= Input records =
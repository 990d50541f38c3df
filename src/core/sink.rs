use crate::adapters::storage::LocalStorage;
use crate::domain::model::Record;
use crate::domain::ports::Storage;
use crate::utils::error::Result;
use std::ffi::OsString;
use std::fs::OpenOptions;
use std::io::Write;
use std::path::{Path, PathBuf};

/// Pushes the output file to remote storage every `every_n_flushes` flushes.
#[derive(Debug, Clone)]
pub struct Uploader<S: Storage> {
    storage: S,
    key: String,
    every_n_flushes: usize,
}

impl<S: Storage> Uploader<S> {
    pub fn new(storage: S, key: impl Into<String>, every_n_flushes: usize) -> Self {
        Self {
            storage,
            key: key.into(),
            every_n_flushes: every_n_flushes.max(1),
        }
    }
}

#[derive(Debug, Clone, Copy, Default, PartialEq, Eq)]
pub struct SinkStats {
    pub flushes: usize,
    pub written: usize,
    pub uploads: usize,
}

/// Buffers serialized records and appends them to the output file in
/// bursts of at least `flush_threshold` lines.
///
/// Every flush is followed by a full copy of the output file to
/// `<name>-backup`. Lines already on disk are never rewritten.
pub struct AppendSink<S: Storage = LocalStorage> {
    path: PathBuf,
    backup_path: PathBuf,
    flush_threshold: usize,
    buffer: Vec<String>,
    stats: SinkStats,
    flushes_since_upload: usize,
    uploader: Option<Uploader<S>>,
}

impl AppendSink<LocalStorage> {
    pub fn new<P: AsRef<Path>>(path: P, flush_threshold: usize) -> Self {
        let path = path.as_ref().to_path_buf();
        Self {
            backup_path: backup_path_for(&path),
            path,
            flush_threshold: flush_threshold.max(1),
            buffer: Vec::new(),
            stats: SinkStats::default(),
            flushes_since_upload: 0,
            uploader: None,
        }
    }
}

impl<S: Storage> AppendSink<S> {
    pub fn with_uploader<T: Storage>(self, uploader: Uploader<T>) -> AppendSink<T> {
        AppendSink {
            path: self.path,
            backup_path: self.backup_path,
            flush_threshold: self.flush_threshold,
            buffer: self.buffer,
            stats: self.stats,
            flushes_since_upload: self.flushes_since_upload,
            uploader: Some(uploader),
        }
    }

    pub fn path(&self) -> &Path {
        &self.path
    }

    pub fn backup_path(&self) -> &Path {
        &self.backup_path
    }

    pub fn pending(&self) -> usize {
        self.buffer.len()
    }

    pub fn stats(&self) -> SinkStats {
        self.stats
    }

    pub fn push(&mut self, record: &Record) -> Result<()> {
        self.buffer.push(record.to_json_line()?);
        Ok(())
    }

    /// Flushes when the buffer has reached the threshold.
    pub async fn maybe_flush(&mut self) -> Result<bool> {
        if self.buffer.len() < self.flush_threshold {
            return Ok(false);
        }
        self.flush().await?;
        Ok(true)
    }

    pub async fn flush(&mut self) -> Result<()> {
        if self.buffer.is_empty() {
            return Ok(());
        }

        // 整批一次寫入，避免留下半行
        let mut data = String::with_capacity(self.buffer.iter().map(|l| l.len() + 1).sum());
        for line in &self.buffer {
            data.push_str(line);
            data.push('\n');
        }

        let mut file = OpenOptions::new()
            .create(true)
            .append(true)
            .open(&self.path)?;
        file.write_all(data.as_bytes())?;
        file.sync_data()?;

        let count = self.buffer.len();
        self.buffer.clear();
        self.stats.flushes += 1;
        self.stats.written += count;

        std::fs::copy(&self.path, &self.backup_path)?;
        tracing::info!(
            "💾 Flushed {} records ({} total) to {}",
            count,
            self.stats.written,
            self.path.display()
        );

        self.flushes_since_upload += 1;
        let upload_due = self
            .uploader
            .as_ref()
            .is_some_and(|u| self.flushes_since_upload >= u.every_n_flushes);
        if upload_due {
            self.upload().await;
        }

        Ok(())
    }

    /// Flushes the remainder and performs a last upload if anything new
    /// was written since the previous one.
    pub async fn finish(mut self) -> Result<SinkStats> {
        self.flush().await?;
        if self.uploader.is_some() && self.flushes_since_upload > 0 {
            self.upload().await;
        }
        Ok(self.stats)
    }

    // Upload failures are logged only; the local file stays the checkpoint.
    async fn upload(&mut self) {
        let Some(uploader) = &self.uploader else {
            return;
        };

        match uploader.storage.put_file(&uploader.key, &self.path).await {
            Ok(()) => {
                self.flushes_since_upload = 0;
                self.stats.uploads += 1;
                tracing::info!("☁️ Uploaded {} to {}", self.path.display(), uploader.key);
            }
            Err(e) => {
                tracing::warn!(key = %uploader.key, error = %e, "Upload failed, will retry on a later flush");
            }
        }
    }
}

pub fn backup_path_for(path: &Path) -> PathBuf {
    let mut name = OsString::from(path.as_os_str());
    name.push("-backup");
    PathBuf::from(name)
}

= Directions =
Go through the records and report each line that contains "OsString".

= Expected answer =
use std::ffi::OsString;
    let mut name = OsString::from(path.as_os_str());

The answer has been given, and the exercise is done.